The cosmic ray flux at the high end of the energy range is very low.  The flux of cosmic rays more energetic than 10²⁰ eV is only 1 cosmic ray per square kilometer per century. But with a surface area of 510 million square kilometers, the Earth is hit by about 10 of these energetic cosmic rays every minute.  The cosmic rays with energies above 10¹⁸ eV have a flux of 1 cosmic ray per square kilometer per week, so that 8 of these cosmic rays strike the Earth every second.  With its larger surface area, the Sun receives many times more cosmic ray hits than Earth.  About 2,000 cosmic rays with energies above 10²⁰ eV and 100,000 cosmic rays with energies above 10¹⁸ eV strike the Sun every second.

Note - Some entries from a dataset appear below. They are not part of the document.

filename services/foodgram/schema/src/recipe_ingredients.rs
use sea_orm::entity::prelude::*;

/// Amount of one ingredient in one recipe. `(recipe_id, ingredient_id)` is unique.
#[derive(Clone, Debug, PartialEq, Eq, DeriveEntityModel)]
#[sea_orm(table_name = "recipe_ingredients")]
pub struct Model {
    #[sea_orm(primary_key)]
    pub id: i32,
    pub recipe_id: i32,
    pub ingredient_id: i32,
    pub amount: i32,
}

#[derive(Copy, Clone, Debug, EnumIter, DeriveRelation)]
pub enum Relation {
    #[sea_orm(
        belongs_to = "super::recipes::Entity",
        from = "Column::RecipeId",
        to = "super::recipes::Column::Id",
        on_delete = "Cascade"
    )]
    Recipe,
    #[sea_orm(
        belongs_to = "super::ingredients::Entity",
        from = "Column::IngredientId",
        to = "super::ingredients::Column::Id",
        on_delete = "Cascade"
    )]
    Ingredient,
}

impl Related<super::recipes::Entity> for Entity {
    fn to() -> RelationDef {
        Relation::Recipe.def()
    }
}

impl Related<super::ingredients::Entity> for Entity {
    fn to() -> RelationDef {
        Relation::Ingredient.def()
    }
}

impl ActiveModelBehavior for ActiveModel {}
//! Domain types shared across Foodgram crates.
//!
//! This crate contains only pure types with no framework dependencies.

pub mod pagination;
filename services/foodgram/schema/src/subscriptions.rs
use sea_orm::entity::prelude::*;

/// `user_id` follows `author_id`. Unique per pair.
#[derive(Clone, Debug, PartialEq, Eq, DeriveEntityModel)]
#[sea_orm(table_name = "subscriptions")]
pub struct Model {
    #[sea_orm(primary_key)]
    pub id: i32,
    pub user_id: i32,
    pub author_id: i32,
    pub created_at: chrono::DateTime<chrono::Utc>,
}

#[derive(Copy, Clone, Debug, EnumIter, DeriveRelation)]
pub enum Relation {
    #[sea_orm(
        belongs_to = "super::users::Entity",
        from = "Column::UserId",
        to = "super::users::Column::Id",
        on_delete = "Cascade"
    )]
    User,
    #[sea_orm(
        belongs_to = "super::users::Entity",
        from = "Column::AuthorId",
        to = "super::users::Column::Id",
        on_delete = "Cascade"
    )]
    Author,
}

impl ActiveModelBehavior for ActiveModel {}
use serde::Serialize;

use crate::domain::types::{
    AuthorView, Ingredient, RecipeIngredient, RecipeSummary, RecipeView, Tag, User, UserView,
};
use crate::state::AppState;

// ── Users ────────────────────────────────────────────────────────────────────

#[derive(Debug, Serialize)]
pub struct UserResponse {
    pub email: String,
    pub id: i32,
    pub username: String,
    pub first_name: String,
    pub last_name: String,
    pub is_subscribed: bool,
    pub avatar: Option<String>,
}

impl UserResponse {
    pub fn new(user: User, is_subscribed: bool, state: &AppState) -> Self {
        Self {
            avatar: user.avatar.as_deref().map(|path| state.media_url(path)),
            email: user.email,
            id: user.id,
            username: user.username,
            first_name: user.first_name,
            last_name: user.last_name,
            is_subscribed,
        }
    }

    pub fn from_view(view: UserView, state: &AppState) -> Self {
        Self::new(view.user, view.is_subscribed, state)
    }
}

/// Body returned on sign-up.
#[derive(Debug, Serialize)]
pub struct CreatedUserResponse {
    pub email: String,
    pub id: i32,
    pub username: String,
    pub first_name: String,
    pub last_name: String,
}

impl From<User> for CreatedUserResponse {
    fn from(user: User) -> Self {
        Self {
            email: user.email,
            id: user.id,
            username: user.username,
            first_name: user.first_name,
            last_name: user.last_name,
        }
    }
}

/// Followed author with a preview of their recipes.
#[derive(Debug, Serialize)]
pub struct AuthorResponse {
    #[serde(flatten)]
    pub user: UserResponse,
    pub recipes: Vec<RecipeSummaryResponse>,
    pub recipes_count: u64,
}

impl AuthorResponse {
    pub fn new(view: AuthorView, state: &AppState) -> Self {
        Self {
            user: UserResponse::new(view.author, view.is_subscribed, state),
            recipes: view
                .recipes
                .into_iter()
                .map(|r| RecipeSummaryResponse::new(r, state))
                .collect(),
            recipes_count: view.recipes_count,
        }
    }
}

// ── Tags / ingredients ───────────────────────────────────────────────────────

#[derive(Debug, Serialize)]
pub struct TagResponse {
    pub id: i32,
    pub name: String,
    pub slug: String,
}

impl From<Tag> for TagResponse {
    fn from(tag: Tag) -> Self {
        Self {
            id: tag.id,
            name: tag.name,
            slug: tag.slug,
        }
    }
}

#[derive(Debug, Serialize)]
pub struct IngredientResponse {
    pub id: i32,
    pub name: String,
    pub measurement_unit: String,
}

impl From<Ingredient> for IngredientResponse {
    fn from(ingredient: Ingredient) -> Self {
        Self {
            id: ingredient.id,
            name: ingredient.name,
            measurement_unit: ingredient.measurement_unit,
        }
    }
}

// ── Recipes ──────────────────────────────────────────────────────────────────

#[derive(Debug, Serialize)]
pub struct RecipeIngredientResponse {
    pub id: i32,
    pub name: String,
    pub measurement_unit: String,
    pub amount: i32,
}

impl From<RecipeIngredient> for RecipeIngredientResponse {
    fn from(line: RecipeIngredient) -> Self {
        Self {
            id: line.ingredient.id,
            name: line.ingredient.name,
            measurement_unit: line.ingredient.measurement_unit,
            amount: line.amount,
        }
    }
}

#[derive(Debug, Serialize)]
pub struct RecipeResponse {
    pub id: i32,
    pub tags: Vec<TagResponse>,
    pub author: UserResponse,
    pub ingredients: Vec<RecipeIngredientResponse>,
    pub is_favorited: bool,
    pub is_in_shopping_cart: bool,
    pub name: String,
    pub image: String,
    pub text: String,
    pub cooking_time: i32,
}

impl RecipeResponse {
    pub fn new(view: RecipeView, state: &AppState) -> Self {
        let recipe = view.recipe;
        Self {
            id: recipe.id,
            tags: recipe.tags.into_iter().map(TagResponse::from).collect(),
            author: UserResponse::new(recipe.author, view.author_subscribed, state),
            ingredients: recipe
                .ingredients
                .into_iter()
                .map(RecipeIngredientResponse::from)
                .collect(),
            is_favorited: view.is_favorited,
            is_in_shopping_cart: view.is_in_shopping_cart,
            name: recipe.name,
            image: state.media_url(&recipe.image),
            text: recipe.text,
            cooking_time: recipe.cooking_time,
        }
    }
}

/// Minified recipe.
#[derive(Debug, Serialize)]
pub struct RecipeSummaryResponse {
    pub id: i32,
    pub name: String,
    pub image: String,
    pub cooking_time: i32,
}

impl RecipeSummaryResponse {
    pub fn new(recipe: RecipeSummary, state: &AppState) -> Self {
        Self {
            id: recipe.id,
            name: recipe.name,
            image: state.media_url(&recipe.image),
            cooking_time: recipe.cooking_time,
        }
    }
}
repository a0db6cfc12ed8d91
use sea_orm_migration::prelude::*;

#[derive(DeriveMigrationName)]
pub struct Migration;

#[async_trait::async_trait]
impl MigrationTrait for Migration {
    async fn up(&self, manager: &SchemaManager) -> Result<(), DbErr> {
        manager
            .create_table(
                Table::create()
                    .table(ShoppingCarts::Table)
                    .if_not_exists()
                    .col(ColumnDef::new(ShoppingCarts::UserId).integer().not_null())
                    .col(ColumnDef::new(ShoppingCarts::RecipeId).integer().not_null())
                    .col(
                        ColumnDef::new(ShoppingCarts::CreatedAt)
                            .timestamp_with_time_zone()
                            .not_null()
                            .default(Expr::current_timestamp()),
                    )
                    .primary_key(
                        Index::create()
                            .col(ShoppingCarts::UserId)
                            .col(ShoppingCarts::RecipeId),
                    )
                    .foreign_key(
                        ForeignKey::create()
                            .from(ShoppingCarts::Table, ShoppingCarts::UserId)
                            .to(Users::Table, Users::Id)
                            .on_delete(ForeignKeyAction::Cascade),
                    )
                    .foreign_key(
                        ForeignKey::create()
                            .from(ShoppingCarts::Table, ShoppingCarts::RecipeId)
                            .to(Recipes::Table, Recipes::Id)
                            .on_delete(ForeignKeyAction::Cascade),
                    )
                    .to_owned(),
            )
            .await?;
        manager
            .create_index(
                Index::create()
                    .table(ShoppingCarts::Table)
                    .col(ShoppingCarts::RecipeId)
                    .name("idx_shopping_carts_recipe_id")
                    .to_owned(),
            )
            .await
    }

    async fn down(&self, manager: &SchemaManager) -> Result<(), DbErr> {
        manager
            .drop_table(Table::drop().table(ShoppingCarts::Table).to_owned())
            .await
    }
}

#[derive(Iden)]
enum ShoppingCarts {
    Table,
    UserId,
    RecipeId,
    CreatedAt,
}

#[derive(Iden)]
enum Users {
    Table,
    Id,
}

#[derive(Iden)]
enum Recipes {
    Table,
    Id,
}
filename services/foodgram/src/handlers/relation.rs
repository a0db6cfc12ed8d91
use axum::{
    Json,
    extract::{Path, State},
    http::StatusCode,
};

use foodgram_auth_types::identity::IdentityHeaders;

use crate::domain::types::RecipeRelation;
use crate::error::FoodgramError;
use crate::handlers::path_id;
use crate::handlers::response::RecipeSummaryResponse;
use crate::state::AppState;
use crate::usecase::relation::{AddRecipeRelationUseCase, RemoveRecipeRelationUseCase};

async fn add(
    state: &AppState,
    relation: RecipeRelation,
    user_id: i32,
    recipe_id: i32,
) -> Result<(StatusCode, Json<RecipeSummaryResponse>), FoodgramError> {
    let uc = AddRecipeRelationUseCase {
        users: state.user_repo(),
        recipes: state.recipe_repo(),
        relations: state.relation_repo(relation),
    };
    let recipe = uc.execute(user_id, recipe_id).await?;
    Ok((
        StatusCode::CREATED,
        Json(RecipeSummaryResponse::new(recipe, state)),
    ))
}

async fn remove(
    state: &AppState,
    relation: RecipeRelation,
    user_id: i32,
    recipe_id: i32,
) -> Result<StatusCode, FoodgramError> {
    let uc = RemoveRecipeRelationUseCase {
        recipes: state.recipe_repo(),
        relations: state.relation_repo(relation),
    };
    uc.execute(user_id, recipe_id).await?;
    Ok(StatusCode::NO_CONTENT)
}

// ── POST/DELETE /api/recipes/{id}/favorite ───────────────────────────────────

pub async fn add_favorite(
    identity: IdentityHeaders,
    State(state): State<AppState>,
    Path(id): Path<String>,
) -> Result<(StatusCode, Json<RecipeSummaryResponse>), FoodgramError> {
    let id = path_id(&id, FoodgramError::RecipeNotFound)?;
    add(&state, RecipeRelation::Favorite, identity.user_id, id).await
}

pub async fn remove_favorite(
    identity: IdentityHeaders,
    State(state): State<AppState>,
    Path(id): Path<String>,
) -> Result<StatusCode, FoodgramError> {
    let id = path_id(&id, FoodgramError::RecipeNotFound)?;
    remove(&state, RecipeRelation::Favorite, identity.user_id, id).await
}

// ── POST/DELETE /api/recipes/{id}/shopping_cart ──────────────────────────────

pub async fn add_to_shopping_cart(
    identity: IdentityHeaders,
    State(state): State<AppState>,
    Path(id): Path<String>,
) -> Result<(StatusCode, Json<RecipeSummaryResponse>), FoodgramError> {
    let id = path_id(&id, FoodgramError::RecipeNotFound)?;
    add(&state, RecipeRelation::ShoppingCart, identity.user_id, id).await
}

pub async fn remove_from_shopping_cart(
    identity: IdentityHeaders,
    State(state): State<AppState>,
    Path(id): Path<String>,
) -> Result<StatusCode, FoodgramError> {
    let id = path_id(&id, FoodgramError::RecipeNotFound)?;
    remove(&state, RecipeRelation::ShoppingCart, identity.user_id, id).await
}
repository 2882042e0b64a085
//! Persistence gateway.
//!
//! The relational engine itself (schema, migrations) lives outside this
//! crate. Collectors only see the [`PersistenceGateway`] trait, whose
//! binding contract is insert-if-absent on the natural key: submitting
//! the same trade twice yields one row.

use std::collections::{HashMap, HashSet};
use std::sync::Arc;
use std::sync::Mutex;
use std::sync::atomic::{AtomicBool, Ordering};
use std::time::Duration;

use async_trait::async_trait;
use log::info;
use sqlx::PgPool;
use sqlx::postgres::PgPoolOptions;

use crate::error::{CollectorError, CollectorResult};
use crate::schema::{Candle, Trade};
use crate::util::is_safe_identifier;

pub type SharedGateway = Arc<dyn PersistenceGateway>;

/// One normalized record addressed to its destination table.
#[derive(Debug, Clone, Copy)]
pub enum Record<'a> {
    Trade { table: &'a str, trade: &'a Trade },
    Candle { table: &'a str, candle: &'a Candle },
}

#[async_trait]
pub trait PersistenceGateway: Send + Sync {
    /// Whether a trade with this natural key is already stored.
    async fn exists(&self, table: &str, trade_id: &str) -> CollectorResult<bool>;

    /// Inserts unless the natural key exists. Returns whether a row was written.
    async fn insert_trade(&self, table: &str, trade: &Trade) -> CollectorResult<bool>;

    /// Inserts unless `(open_time, interval, exchange, symbol)` exists.
    async fn insert_candle(&self, table: &str, candle: &Candle) -> CollectorResult<bool>;

    /// Most recent trade ids, newest first. Used to seed dedup caches.
    async fn recent_keys(&self, table: &str, limit: i64) -> CollectorResult<Vec<String>>;

    /// `MAX(column)` over rows matching every `(column, value)` filter.
    async fn max_column(
        &self,
        table: &str,
        column: &str,
        filter: &[(&str, &str)],
    ) -> CollectorResult<Option<i64>>;

    /// Batched existence query for candle pages.
    async fn existing_open_times(
        &self,
        table: &str,
        interval: &str,
        exchange: &str,
        open_times: &[i64],
    ) -> CollectorResult<HashSet<i64>>;

    async fn close(&self);

    /// Insert-if-absent for either record kind.
    async fn insert_record(&self, record: Record<'_>) -> CollectorResult<bool> {
        match record {
            Record::Trade { table, trade } => self.insert_trade(table, trade).await,
            Record::Candle { table, candle } => self.insert_candle(table, candle).await,
        }
    }
}

fn checked(name: &str) -> CollectorResult<&str> {
    if is_safe_identifier(name) {
        Ok(name)
    } else {
        Err(CollectorError::Persistence(format!("refusing unsafe identifier '{name}'")))
    }
}

// ------------------------------------------------------------
// Postgres gateway
// ------------------------------------------------------------

pub struct PgGateway {
    pool: PgPool,
}

impl PgGateway {
    pub async fn connect(url: &str, max_connections: u32) -> CollectorResult<Self> {
        let pool = PgPoolOptions::new()
            .min_connections(1)
            .max_connections(max_connections)
            .acquire_timeout(Duration::from_secs(30))
            .connect(url)
            .await?;
        info!("Postgres pool ready (max_connections={max_connections})");
        Ok(Self { pool })
    }
}

#[async_trait]
impl PersistenceGateway for PgGateway {
    async fn exists(&self, table: &str, trade_id: &str) -> CollectorResult<bool> {
        let sql = format!("SELECT 1 FROM {} WHERE trade_id = $1 LIMIT 1", checked(table)?);
        let row: Option<i32> = sqlx::query_scalar(&sql)
            .bind(trade_id)
            .fetch_optional(&self.pool)
            .await?;
        Ok(row.is_some())
    }

    async fn insert_trade(&self, table: &str, trade: &Trade) -> CollectorResult<bool> {
        let sql = format!(
            r#"
            INSERT INTO {} (
                trade_id, instrument_name, price, contracts, amount, direction,
                mark_price, index_price, iv, block_trade_id, block_trade_leg_count,
                combo_id, combo_trade_id, trade_seq, tick_direction, liquidation, timestamp
            )
            VALUES ($1, $2, $3, $4, $5, $6, $7, $8, $9, $10, $11, $12, $13, $14, $15, $16, $17)
            ON CONFLICT (trade_id) DO NOTHING
            "#,
            checked(table)?
        );

        let result = sqlx::query(&sql)
            .bind(&trade.trade_id)
            .bind(&trade.instrument_name)
            .bind(trade.price)
            .bind(trade.contracts)
            .bind(trade.amount)
            .bind(trade.direction.map(|d| d.as_str()))
            .bind(trade.mark_price)
            .bind(trade.index_price)
            .bind(trade.iv)
            .bind(trade.block_trade_id.as_deref())
            .bind(trade.block_trade_leg_count)
            .bind(trade.combo_id.as_deref())
            .bind(trade.combo_trade_id.as_deref())
            .bind(trade.trade_seq)
            .bind(trade.tick_direction)
            .bind(trade.liquidation.as_deref())
            .bind(trade.timestamp)
            .execute(&self.pool)
            .await?;

        Ok(result.rows_affected() == 1)
    }

    async fn insert_candle(&self, table: &str, candle: &Candle) -> CollectorResult<bool> {
        let sql = format!(
            r#"
            INSERT INTO {} (
                open_time, open_price, high_price, low_price, close_price,
                volume, close_time, quote_asset_volume, number_of_trades,
                taker_buy_base_asset_volume, taker_buy_quote_asset_volume,
                interval_type, exchange, symbol, timestamp
            )
            VALUES ($1, $2, $3, $4, $5, $6, $7, $8, $9, $10, $11, $12, $13, $14, $15)
            ON CONFLICT (open_time, interval_type, exchange, symbol) DO NOTHING
            "#,
            checked(table)?
        );

        let result = sqlx::query(&sql)
            .bind(candle.open_time)
            .bind(candle.open)
            .bind(candle.high)
            .bind(candle.low)
            .bind(candle.close)
            .bind(candle.volume)
            .bind(candle.close_time)
            .bind(candle.quote_asset_volume)
            .bind(candle.number_of_trades)
            .bind(candle.taker_buy_base_volume)
            .bind(candle.taker_buy_quote_volume)
            .bind(&candle.interval)
            .bind(&candle.exchange)
            .bind(&candle.symbol)
            .bind(candle.timestamp)
            .execute(&self.pool)
            .await?;

        Ok(result.rows_affected() == 1)
    }

    async fn recent_keys(&self, table: &str, limit: i64) -> CollectorResult<Vec<String>> {
        let sql = format!(
            "SELECT trade_id::text FROM {} ORDER BY timestamp DESC LIMIT $1",
            checked(table)?
        );
        let keys: Vec<String> = sqlx::query_scalar(&sql)
            .bind(limit)
            .fetch_all(&self.pool)
            .await?;
        Ok(keys)
    }

    async fn max_column(
        &self,
        table: &str,
        column: &str,
        filter: &[(&str, &str)],
    ) -> CollectorResult<Option<i64>> {
        let mut sql = format!("SELECT MAX({})::bigint FROM {}", checked(column)?, checked(table)?);
        for (i, (col, _)) in filter.iter().enumerate() {
            let joiner = if i == 0 { " WHERE" } else { " AND" };
            sql.push_str(&format!("{joiner} {} = ${}", checked(col)?, i + 1));
        }

        let mut query = sqlx::query_scalar::<_, Option<i64>>(&sql);
        for (_, value) in filter {
            query = query.bind(*value);
        }
        Ok(query.fetch_one(&self.pool).await?)
    }

    async fn existing_open_times(
        &self,
        table: &str,
        interval: &str,
        exchange: &str,
        open_times: &[i64],
    ) -> CollectorResult<HashSet<i64>> {
        if open_times.is_empty() {
            return Ok(HashSet::new());
        }
        let sql = format!(
            "SELECT open_time FROM {} WHERE open_time = ANY($1) AND interval_type = $2 AND exchange = $3",
            checked(table)?
        );
        let rows: Vec<i64> = sqlx::query_scalar(&sql)
            .bind(open_times.to_vec())
            .bind(interval)
            .bind(exchange)
            .fetch_all(&self.pool)
            .await?;
        Ok(rows.into_iter().collect())
    }

    async fn close(&self) {
        self.pool.close().await;
        info!("Postgres pool closed");
    }
}

// ------------------------------------------------------------
// In-memory gateway
// ------------------------------------------------------------
//
// Backs demo mode (nothing leaves the process) and the test suite.
// Rows are kept in insertion order so ordering guarantees can be
// asserted.
//

#[derive(Default)]
struct MemTable {
    trades: Vec<Trade>,
    trade_ids: HashSet<String>,
    candles: Vec<Candle>,
    candle_keys: HashSet<(i64, String, String, String)>,
}

#[derive(Default)]
pub struct MemoryGateway {
    tables: Mutex<HashMap<String, MemTable>>,
    fail_writes: AtomicBool,
    fail_seed_reads: AtomicBool,
}

impl MemoryGateway {
    pub fn new() -> Self {
        Self::default()
    }

    /// Makes every subsequent insert fail with a persistence error.
    #[cfg(test)]
    pub fn set_fail_writes(&self, fail: bool) {
        self.fail_writes.store(fail, Ordering::SeqCst);
    }

    /// Makes `recent_keys` fail, as an unreachable database would.
    #[cfg(test)]
    pub fn set_fail_seed_reads(&self, fail: bool) {
        self.fail_seed_reads.store(fail, Ordering::SeqCst);
    }

    #[cfg(test)]
    pub fn trades(&self, table: &str) -> Vec<Trade> {
        self.tables
            .lock()
            .map(|t| t.get(table).map(|m| m.trades.clone()).unwrap_or_default())
            .unwrap_or_default()
    }

    #[cfg(test)]
    pub fn candles(&self, table: &str) -> Vec<Candle> {
        self.tables
            .lock()
            .map(|t| t.get(table).map(|m| m.candles.clone()).unwrap_or_default())
            .unwrap_or_default()
    }

    fn with_tables<R>(&self, f: impl FnOnce(&mut HashMap<String, MemTable>) -> R) -> CollectorResult<R> {
        let mut guard = self
            .tables
            .lock()
            .map_err(|_| CollectorError::Persistence("memory gateway poisoned".into()))?;
        Ok(f(&mut guard))
    }

    fn check_writable(&self) -> CollectorResult<()> {
        if self.fail_writes.load(Ordering::SeqCst) {
            return Err(CollectorError::Persistence("write rejected".into()));
        }
        Ok(())
    }
}

#[async_trait]
impl PersistenceGateway for MemoryGateway {
    async fn exists(&self, table: &str, trade_id: &str) -> CollectorResult<bool> {
        self.with_tables(|t| t.get(table).is_some_and(|m| m.trade_ids.contains(trade_id)))
    }

    async fn insert_trade(&self, table: &str, trade: &Trade) -> CollectorResult<bool> {
        self.check_writable()?;
        self.with_tables(|t| {
            let m = t.entry(table.to_string()).or_default();
            if !m.trade_ids.insert(trade.trade_id.clone()) {
                return false;
            }
            m.trades.push(trade.clone());
            true
        })
    }

    async fn insert_candle(&self, table: &str, candle: &Candle) -> CollectorResult<bool> {
        self.check_writable()?;
        self.with_tables(|t| {
            let m = t.entry(table.to_string()).or_default();
            let key = (
                candle.open_time,
                candle.interval.clone(),
                candle.exchange.clone(),
                candle.symbol.clone(),
            );
            if !m.candle_keys.insert(key) {
                return false;
            }
            m.candles.push(candle.clone());
            true
        })
    }

    async fn recent_keys(&self, table: &str, limit: i64) -> CollectorResult<Vec<String>> {
        if self.fail_seed_reads.load(Ordering::SeqCst) {
            return Err(CollectorError::Persistence("read rejected".into()));
        }
        self.with_tables(|t| {
            let Some(m) = t.get(table) else {
                return Vec::new();
            };
            let mut rows: Vec<&Trade> = m.trades.iter().collect();
            // newest first; insertion order breaks ties
            rows.reverse();
            rows.sort_by(|a, b| b.timestamp.cmp(&a.timestamp));
            rows.into_iter()
                .take(limit.max(0) as usize)
                .map(|r| r.trade_id.clone())
                .collect()
        })
    }

    async fn max_column(
        &self,
        table: &str,
        column: &str,
        filter: &[(&str, &str)],
    ) -> CollectorResult<Option<i64>> {
        if column != "open_time" {
            return Err(CollectorError::Persistence(format!(
                "memory gateway cannot aggregate column '{column}'"
            )));
        }
        self.with_tables(|t| {
            t.get(table).and_then(|m| {
                m.candles
                    .iter()
                    .filter(|c| {
                        filter.iter().all(|(col, val)| match *col {
                            "interval_type" => c.interval == *val,
                            "exchange" => c.exchange == *val,
                            "symbol" => c.symbol == *val,
                            _ => false,
                        })
                    })
                    .map(|c| c.open_time)
                    .max()
            })
        })
    }

    async fn existing_open_times(
        &self,
        table: &str,
        interval: &str,
        exchange: &str,
        open_times: &[i64],
    ) -> CollectorResult<HashSet<i64>> {
        let wanted: HashSet<i64> = open_times.iter().copied().collect();
        self.with_tables(|t| {
            t.get(table)
                .map(|m| {
                    m.candles
                        .iter()
                        .filter(|c| c.interval == interval && c.exchange == exchange)
                        .map(|c| c.open_time)
                        .filter(|ot| wanted.contains(ot))
                        .collect()
                })
                .unwrap_or_default()
        })
    }

    async fn close(&self) {}
}

#[cfg(test)]
mod tests {
    use super::*;
    use chrono::{TimeZone, Utc};

    fn trade(id: &str, secs: i64) -> Trade {
        Trade::new(id, "BTC-29MAR24-60000-C", Utc.timestamp_opt(secs, 0).unwrap())
    }

    #[tokio::test]
    async fn repeated_inserts_produce_one_row() {
        let gw = MemoryGateway::new();
        let t = trade("42", 1_700_000_000);
        let mut inserted = 0;
        for _ in 0..5 {
            if gw.insert_trade("deribit_btc_trades", &t).await.unwrap() {
                inserted += 1;
            }
        }
        assert_eq!(inserted, 1);
        assert_eq!(gw.trades("deribit_btc_trades").len(), 1);
        assert!(gw.exists("deribit_btc_trades", "42").await.unwrap());
    }

    #[tokio::test]
    async fn recent_keys_are_newest_first() {
        let gw = MemoryGateway::new();
        gw.insert_trade("t", &trade("a", 10)).await.unwrap();
        gw.insert_trade("t", &trade("b", 30)).await.unwrap();
        gw.insert_trade("t", &trade("c", 20)).await.unwrap();
        let keys = gw.recent_keys("t", 2).await.unwrap();
        assert_eq!(keys, vec!["b".to_string(), "c".to_string()]);
    }

    #[tokio::test]
    async fn failing_writes_surface_persistence_errors() {
        let gw = MemoryGateway::new();
        gw.set_fail_writes(true);
        let err = gw.insert_trade("t", &trade("a", 10)).await.unwrap_err();
        assert_eq!(err.class(), crate::error::ErrorClass::Persistence);
    }

    #[test]
    fn unsafe_identifiers_are_rejected() {
        assert!(checked("okx_btc_trades").is_ok());
        assert!(checked("x; DROP TABLE y").is_err());
    }
}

In contrast, the LHC creates 600 million collisions per second. The collider therefore produces in one second a number of collisions that take a week to occur in Earth's atmosphere.  On the other hand, to produce a number of collision that would equal the number of cosmic ray strike over the lifetime of Earth would require the LHC to run continuously for over 7,000 years.  To equal the number of cosmic rays with energies above 10¹⁸ eV that have struck the Sun over its lifetime, the LHC would need to run continuously 750,000 years.  Clearly, if something bad could happen through an LHC-generated particle collision, it would already have happened through a cosmic ray collision.

The man-made colliders have a ways to go before they create collisions that exceed the energies of collisions occurring right now in Earth's atmosphere, in the atmospheres of other planets, the atmosphere of the Sun, and the atmosphere of stars throughout the Galaxy, and they need to run for hundreds of years before they produce a number of events that comes close to the number of cosmic ray hits that Earth has sustained over its lifetime.  The cosmic rays haven't killed us, so the Large Hadron Collider won't kill us.